Every example I've found for the MUSIC algorithm talks about the steering matrix and calculates it using a set of DOAs which are, well, the actual DOAs that the algorithm is trying to estimate? This part deeply confuses me.

All I have as inputs are: X = [M x N] matrix, where M is the number of antennas, N is the number of timesteps of the signals. So essentially an 8 channel signal snapshot. Y = [M x 3] matrix, which holds the 3D coordinates of each sensor.

It is worth noting that the sensors in my dataset are not actually a perfect cuboid. It's essentially two rectangles where the upper rectangle is above the other, but also slightly shifted in the X axis.

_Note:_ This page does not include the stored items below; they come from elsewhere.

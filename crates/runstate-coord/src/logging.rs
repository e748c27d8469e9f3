//! Tracing initialization

use runstate_core::{RunStateError, RunStateResult};
use serde::{Deserialize, Serialize};
use tracing_subscriber::{fmt, EnvFilter};

/// Log output format
#[derive(Clone, Copy, Debug, Default, PartialEq, Eq, Serialize, Deserialize)]
#[serde(rename_all = "lowercase")]
pub enum LogFormat {
    #[default]
    Text,
    Json,
}

/// Install a global `fmt` subscriber writing to stderr.
///
/// The filter comes from `RUST_LOG` and defaults to `info`. Fails if a global
/// subscriber is already installed.
pub fn init_tracing(format: LogFormat) -> RunStateResult<()> {
    let filter = EnvFilter::try_from_default_env().unwrap_or_else(|_| EnvFilter::new("info"));
    let builder = fmt()
        .with_env_filter(filter)
        .with_target(true)
        .with_writer(std::io::stderr);

    let result = match format {
        LogFormat::Text => builder.try_init(),
        LogFormat::Json => builder.json().try_init(),
    };
    result.map_err(|e| RunStateError::Internal(format!("tracing subscriber: {}", e)))
}

#[cfg(test)]
mod tests {
    use super::*;

    #[test]
    fn test_format_names() {
        assert_eq!(serde_json::to_string(&LogFormat::Json).unwrap(), "\"json\"");
        let f: LogFormat = serde_json::from_str("\"text\"").unwrap();
        assert_eq!(f, LogFormat::Text);
    }

    #[test]
    fn test_second_init_fails() {
        let _ = init_tracing(LogFormat::Text);
        assert!(init_tracing(LogFormat::Json).is_err());
    }
}
//! Store contracts consumed by the monitor and coordinator

use std::sync::Arc;
use std::time::Duration;

use runstate_core::{ChangeRecord, Endpoint, RunStateResult, TypeId};
use runstate_types::TransitionMap;

/// Request/command connection to a variable store.
///
/// Writes are validated by the store's type engine; an illegal value is
/// rejected with `IllegalTransition` and leaves the variable untouched.
pub trait VariableStore: Send + Sync {
    /// Current value of a variable
    fn get(&self, path: &str) -> RunStateResult<String>;

    /// Assign a variable, publishing an `ASSIGN` record on success
    fn set(&self, path: &str, value: &str) -> RunStateResult<()>;

    /// Create a directory, publishing `MKDIR` on success
    fn mkdir(&self, path: &str) -> RunStateResult<()>;

    /// Remove a directory and everything under it, publishing `RMDIR`
    fn rmdir(&self, path: &str) -> RunStateResult<()>;

    /// Declare a typed variable, with the type's default when `initial` is `None`
    fn declare(&self, path: &str, type_name: &str, initial: Option<&str>) -> RunStateResult<()>;

    /// Child directory names, sorted
    fn ls(&self, path: &str) -> RunStateResult<Vec<String>>;

    /// Variable names held directly in a directory, sorted
    fn ls_vars(&self, path: &str) -> RunStateResult<Vec<String>>;

    /// States reachable in one hop from a state machine variable's current value
    fn valid_next_states(&self, path: &str) -> RunStateResult<Vec<String>>;

    /// Register a state machine type
    fn create_state_machine(&self, name: &str, map: &TransitionMap) -> RunStateResult<TypeId>;

    /// Register a plain enumeration type
    fn create_enum(&self, name: &str, values: &[&str]) -> RunStateResult<TypeId>;

    /// Transition map of a registered state machine type
    fn transition_map(&self, type_name: &str) -> RunStateResult<TransitionMap>;
}

/// Filter disposition
#[derive(Clone, Copy, Debug, PartialEq, Eq)]
pub enum FilterKind {
    Accept,
    Reject,
}

/// Subscription connection delivering change records in commit order
pub trait ChangeFeed: Send {
    /// Start receiving records whose path starts with `prefix`
    fn subscribe(&mut self, prefix: &str) -> RunStateResult<()>;

    /// Stop receiving records for a previously subscribed prefix
    fn unsubscribe(&mut self, prefix: &str) -> RunStateResult<()>;

    /// Install a glob filter on record paths
    fn add_filter(&mut self, kind: FilterKind, pattern: &str) -> RunStateResult<()>;

    /// Drop every installed filter
    fn clear_filters(&mut self);

    /// Block up to `timeout` for a record; true if one can be read
    fn wait_msg(&mut self, timeout: Duration) -> bool;

    /// Take the next record. Malformed frames yield `ProtocolError`.
    fn read(&mut self) -> RunStateResult<ChangeRecord>;
}

/// Opens connections to a store reachable at an endpoint
pub trait StoreConnector {
    fn connect_requests(&self, endpoint: &Endpoint) -> RunStateResult<Arc<dyn VariableStore>>;

    fn connect_subscriptions(&self, endpoint: &Endpoint) -> RunStateResult<Box<dyn ChangeFeed>>;
}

It is my understanding that a steering matrix should be computed using only Y. X is used later, for the eigenvector computation. So how would I go about generating this matrix if all I have are mic positions?

Any advice, literature would help me greatly.


1 Answer 1


Figured it out reading Gridless Multidimensional Angle of Arrival Estimation for Arbitrary 3D Antenna Arrays.

Basically, you construct the matrix for all directions. so 360x180 for all elevations and azumoths.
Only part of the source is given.